* **Exercise prompt**:
When you reach the line containing "vec![8, 0, 0, 0, 0, 0, 0, 1, 0]", begin copying, and keep copying each line exactly until the listing ends.

----------

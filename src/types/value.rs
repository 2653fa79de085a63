//! # Typed Value Representation
//!
//! This module provides [`Value`], the typed primitive stored against a
//! (key, record) pair, together with its stable big-endian wire encoding.
//!
//! ## Value Variants
//!
//! | Variant | Rust Type | Wire tag | Payload encoding |
//! |---------|-----------|----------|------------------|
//! | Boolean | bool      | 1        | 1 byte, 0 or 1   |
//! | Integer | i32       | 2        | 4 bytes, big-endian |
//! | Long    | i64       | 3        | 8 bytes, big-endian |
//! | Float   | f32       | 4        | 4 bytes, IEEE 754 bits big-endian |
//! | Double  | f64       | 5        | 8 bytes, IEEE 754 bits big-endian |
//! | String  | String    | 6        | UTF-8 bytes |
//! | Tag     | String    | 7        | UTF-8 bytes (never search-indexed) |
//! | Link    | i64       | 8        | 8 bytes, big-endian record pointer |
//!
//! The wire encoding is part of the durable format: buffer segments and
//! sealed blocks both embed it, so the tags and byte orders above must
//! never change for existing data.
//!
//! ## Ordering
//!
//! The secondary index sorts revisions by value, so `Value` carries a total
//! order. Values order first by sort class (boolean < numeric < text <
//! link), then within a class:
//!
//! - numerics compare numerically across widths (`Integer(3)` sorts with
//!   `Double(3.5)`), with exact integer comparison when both sides are
//!   integral and a kind-rank tiebreak so distinct values never compare
//!   equal;
//! - text compares case-insensitively with a case-sensitive tiebreak,
//!   `String` before `Tag` on full ties;
//! - links compare by target record id.
//!
//! Equality and hashing are over the canonical encoding, which keeps them
//! consistent with the total order's `Equal`.

use std::cmp::Ordering;
use std::fmt;
use std::hash::{Hash, Hasher};

use eyre::{bail, ensure, Result};

/// A typed primitive value. Immutable once constructed.
#[derive(Debug, Clone)]
pub enum Value {
    Boolean(bool),
    Integer(i32),
    Long(i64),
    Float(f32),
    Double(f64),
    String(String),
    Tag(String),
    Link(i64),
}

/// Wire type tags. Stable on-disk identifiers.
#[derive(Debug, Clone, Copy, PartialEq, Eq)]
#[repr(u8)]
pub enum ValueType {
    Boolean = 1,
    Integer = 2,
    Long = 3,
    Float = 4,
    Double = 5,
    String = 6,
    Tag = 7,
    Link = 8,
}

impl ValueType {
    pub fn from_tag(tag: u8) -> Result<Self> {
        Ok(match tag {
            1 => ValueType::Boolean,
            2 => ValueType::Integer,
            3 => ValueType::Long,
            4 => ValueType::Float,
            5 => ValueType::Double,
            6 => ValueType::String,
            7 => ValueType::Tag,
            8 => ValueType::Link,
            other => bail!("unknown value type tag {}", other),
        })
    }
}

impl Value {
    pub fn value_type(&self) -> ValueType {
        match self {
            Value::Boolean(_) => ValueType::Boolean,
            Value::Integer(_) => ValueType::Integer,
            Value::Long(_) => ValueType::Long,
            Value::Float(_) => ValueType::Float,
            Value::Double(_) => ValueType::Double,
            Value::String(_) => ValueType::String,
            Value::Tag(_) => ValueType::Tag,
            Value::Link(_) => ValueType::Link,
        }
    }

    /// Appends the payload bytes (without the type tag) to `out`.
    pub fn encode_payload(&self, out: &mut Vec<u8>) {
        match self {
            Value::Boolean(b) => out.push(u8::from(*b)),
            Value::Integer(i) => out.extend_from_slice(&i.to_be_bytes()),
            Value::Long(l) => out.extend_from_slice(&l.to_be_bytes()),
            Value::Float(f) => out.extend_from_slice(&f.to_bits().to_be_bytes()),
            Value::Double(d) => out.extend_from_slice(&d.to_bits().to_be_bytes()),
            Value::String(s) | Value::Tag(s) => out.extend_from_slice(s.as_bytes()),
            Value::Link(l) => out.extend_from_slice(&l.to_be_bytes()),
        }
    }

    /// The canonical encoding: type tag byte followed by the payload.
    pub fn encode(&self) -> Vec<u8> {
        let mut out = Vec::with_capacity(9);
        out.push(self.value_type() as u8);
        self.encode_payload(&mut out);
        out
    }

    /// Decodes a payload previously produced by [`Value::encode_payload`].
    pub fn decode_payload(value_type: ValueType, payload: &[u8]) -> Result<Self> {
        fn fixed<const N: usize>(payload: &[u8], what: &str) -> Result<[u8; N]> {
            ensure!(
                payload.len() == N,
                "{} payload must be {} bytes, got {}",
                what,
                N,
                payload.len()
            );
            let mut bytes = [0u8; N];
            bytes.copy_from_slice(payload);
            Ok(bytes)
        }

        Ok(match value_type {
            ValueType::Boolean => {
                let byte = fixed::<1>(payload, "BOOLEAN")?[0];
                ensure!(byte <= 1, "BOOLEAN payload must be 0 or 1, got {}", byte);
                Value::Boolean(byte == 1)
            }
            ValueType::Integer => Value::Integer(i32::from_be_bytes(fixed(payload, "INTEGER")?)),
            ValueType::Long => Value::Long(i64::from_be_bytes(fixed(payload, "LONG")?)),
            ValueType::Float => {
                Value::Float(f32::from_bits(u32::from_be_bytes(fixed(payload, "FLOAT")?)))
            }
            ValueType::Double => {
                Value::Double(f64::from_bits(u64::from_be_bytes(fixed(payload, "DOUBLE")?)))
            }
            ValueType::String => Value::String(decode_utf8(payload, "STRING")?),
            ValueType::Tag => Value::Tag(decode_utf8(payload, "TAG")?),
            ValueType::Link => Value::Link(i64::from_be_bytes(fixed(payload, "LINK")?)),
        })
    }

    /// True when this value participates in the search index. Only STRING
    /// values do; TAG text is stored verbatim but never tokenized.
    pub fn is_search_indexable(&self) -> bool {
        matches!(self, Value::String(_))
    }

    /// The text of a string-like value, if any.
    pub fn as_text(&self) -> Option<&str> {
        match self {
            Value::String(s) | Value::Tag(s) => Some(s),
            _ => None,
        }
    }

    fn sort_class(&self) -> u8 {
        match self {
            Value::Boolean(_) => 0,
            Value::Integer(_) | Value::Long(_) | Value::Float(_) | Value::Double(_) => 1,
            Value::String(_) | Value::Tag(_) => 2,
            Value::Link(_) => 3,
        }
    }

    fn kind_rank(&self) -> u8 {
        self.value_type() as u8
    }

    fn as_f64(&self) -> f64 {
        match self {
            Value::Integer(i) => f64::from(*i),
            Value::Long(l) => *l as f64,
            Value::Float(f) => f64::from(*f),
            Value::Double(d) => *d,
            _ => unreachable!("as_f64 called on non-numeric value"),
        }
    }

    fn as_integral(&self) -> Option<i64> {
        match self {
            Value::Integer(i) => Some(i64::from(*i)),
            Value::Long(l) => Some(*l),
            _ => None,
        }
    }
}

fn decode_utf8(payload: &[u8], what: &str) -> Result<String> {
    let text = std::str::from_utf8(payload)
        .map_err(|e| eyre::eyre!("{} payload is not valid UTF-8: {}", what, e))?;
    Ok(text.to_string())
}

impl Ord for Value {
    fn cmp(&self, other: &Self) -> Ordering {
        let class = self.sort_class().cmp(&other.sort_class());
        if class != Ordering::Equal {
            return class;
        }
        let primary = match (self, other) {
            (Value::Boolean(a), Value::Boolean(b)) => a.cmp(b),
            (Value::Link(a), Value::Link(b)) => a.cmp(b),
            (a, b) if a.sort_class() == 1 => match (a.as_integral(), b.as_integral()) {
                (Some(x), Some(y)) => x.cmp(&y),
                _ => a.as_f64().total_cmp(&b.as_f64()),
            },
            (a, b) => {
                let (x, y) = (a.as_text().unwrap_or(""), b.as_text().unwrap_or(""));
                compare_text(x, y)
            }
        };
        primary
            .then_with(|| self.kind_rank().cmp(&other.kind_rank()))
            .then_with(|| exact_tiebreak(self, other))
    }
}

/// Case-insensitive primary comparison with a case-sensitive tiebreak, so
/// "Foo" and "foo" sort adjacently but remain distinct index entries.
fn compare_text(a: &str, b: &str) -> Ordering {
    let folded = a
        .chars()
        .map(|c| c.to_ascii_lowercase())
        .cmp(b.chars().map(|c| c.to_ascii_lowercase()));
    folded.then_with(|| a.cmp(b))
}

/// Same-kind tiebreak for numerics whose numeric comparison tied but whose
/// bit patterns differ (e.g. -0.0 vs 0.0, NaN payloads).
fn exact_tiebreak(a: &Value, b: &Value) -> Ordering {
    match (a, b) {
        (Value::Float(x), Value::Float(y)) => x.total_cmp(y),
        (Value::Double(x), Value::Double(y)) => x.total_cmp(y),
        _ => Ordering::Equal,
    }
}

impl PartialOrd for Value {
    fn partial_cmp(&self, other: &Self) -> Option<Ordering> {
        Some(self.cmp(other))
    }
}

impl PartialEq for Value {
    fn eq(&self, other: &Self) -> bool {
        // cmp tiebreaks on kind rank, so Equal implies same variant too.
        self.cmp(other) == Ordering::Equal
    }
}

impl Eq for Value {}

impl Hash for Value {
    fn hash<H: Hasher>(&self, state: &mut H) {
        self.encode().hash(state);
    }
}

impl fmt::Display for Value {
    fn fmt(&self, f: &mut fmt::Formatter<'_>) -> fmt::Result {
        match self {
            Value::Boolean(b) => write!(f, "{}", b),
            Value::Integer(i) => write!(f, "{}", i),
            Value::Long(l) => write!(f, "{}", l),
            Value::Float(v) => write!(f, "{}", v),
            Value::Double(d) => write!(f, "{}", d),
            Value::String(s) => write!(f, "{}", s),
            Value::Tag(t) => write!(f, "`{}`", t),
            Value::Link(l) => write!(f, "@{}", l),
        }
    }
}

#[cfg(test)]
mod tests {
    use super::*;

    fn round_trip(value: Value) {
        let encoded = value.encode();
        let value_type = ValueType::from_tag(encoded[0]).unwrap();
        let decoded = Value::decode_payload(value_type, &encoded[1..]).unwrap();
        assert_eq!(value, decoded);
    }

    #[test]
    fn encoding_round_trips_every_variant() {
        round_trip(Value::Boolean(true));
        round_trip(Value::Integer(-40));
        round_trip(Value::Long(i64::MIN));
        round_trip(Value::Float(2.5));
        round_trip(Value::Double(-0.125));
        round_trip(Value::String("hello world".to_string()));
        round_trip(Value::Tag("tagged".to_string()));
        round_trip(Value::Link(42));
    }

    #[test]
    fn numeric_encodings_are_big_endian() {
        assert_eq!(Value::Integer(1).encode(), vec![2, 0, 0, 0, 1]);
        assert_eq!(
            Value::Long(1).encode(),
            vec![3, 0, 0, 0, 0, 0, 0, 0, 1]
        );
        assert_eq!(
            Value::Float(1.0).encode(),
            vec![4, 0x3f, 0x80, 0, 0]
        );
        assert_eq!(
            Value::Link(256).encode(),
            vec![8, 0, 0, 0, 0, 0, 0, 1, 0]
        );
    }

    #[test]
    fn numerics_sort_across_widths() {
        let mut values = vec![
            Value::Double(2.5),
            Value::Integer(3),
            Value::Long(1),
            Value::Float(0.5),
        ];
        values.sort();
        assert_eq!(
            values,
            vec![
                Value::Float(0.5),
                Value::Long(1),
                Value::Double(2.5),
                Value::Integer(3),
            ]
        );
    }

    #[test]
    fn distinct_kinds_with_equal_magnitude_stay_distinct() {
        assert_ne!(Value::Integer(1), Value::Long(1));
        assert_ne!(
            Value::String("a".to_string()),
            Value::Tag("a".to_string())
        );
        assert!(Value::Integer(1) < Value::Long(1));
    }

    #[test]
    fn text_sorts_case_insensitively_first() {
        let mut values = vec![
            Value::String("banana".to_string()),
            Value::String("Apple".to_string()),
            Value::String("apple".to_string()),
        ];
        values.sort();
        assert_eq!(values[2], Value::String("banana".to_string()));
        assert!(values[0].as_text().unwrap().eq_ignore_ascii_case("apple"));
    }

    #[test]
    fn only_strings_are_search_indexable() {
        assert!(Value::String("x".to_string()).is_search_indexable());
        assert!(!Value::Tag("x".to_string()).is_search_indexable());
        assert!(!Value::Integer(1).is_search_indexable());
    }
}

----------

* **Solution for this problem**:
            vec![8, 0, 0, 0, 0, 0, 0, 1, 0]
        );
    }

    #[test]
    fn numerics_sort_across_widths() {
        let mut values = vec![
            Value::Double(2.5),
            Value::Integer(3),
            Value::Long(1),
            Value::Float(0.5),
        ];
        values.sort();
        assert_eq!(
            values,
            vec![
                Value::Float(0.5),
                Value::Long(1),
                Value::Double(2.5),
                Value::Integer(3),
            ]
        );
    }

    #[test]
    fn distinct_kinds_with_equal_magnitude_stay_distinct() {
        assert_ne!(Value::Integer(1), Value::Long(1));
        assert_ne!(
            Value::String("a".to_string()),
            Value::Tag("a".to_string())
        );
        assert!(Value::Integer(1) < Value::Long(1));
    }

    #[test]
    fn text_sorts_case_insensitively_first() {
        let mut values = vec![
            Value::String("banana".to_string()),
            Value::String("Apple".to_string()),
            Value::String("apple".to_string()),
        ];
        values.sort();
        assert_eq!(values[2], Value::String("banana".to_string()));
        assert!(values[0].as_text().unwrap().eq_ignore_ascii_case("apple"));
    }

    #[test]
    fn only_strings_are_search_indexable() {
        assert!(Value::String("x".to_string()).is_search_indexable());
        assert!(!Value::Tag("x".to_string()).is_search_indexable());
        assert!(!Value::Integer(1).is_search_indexable());
    }
}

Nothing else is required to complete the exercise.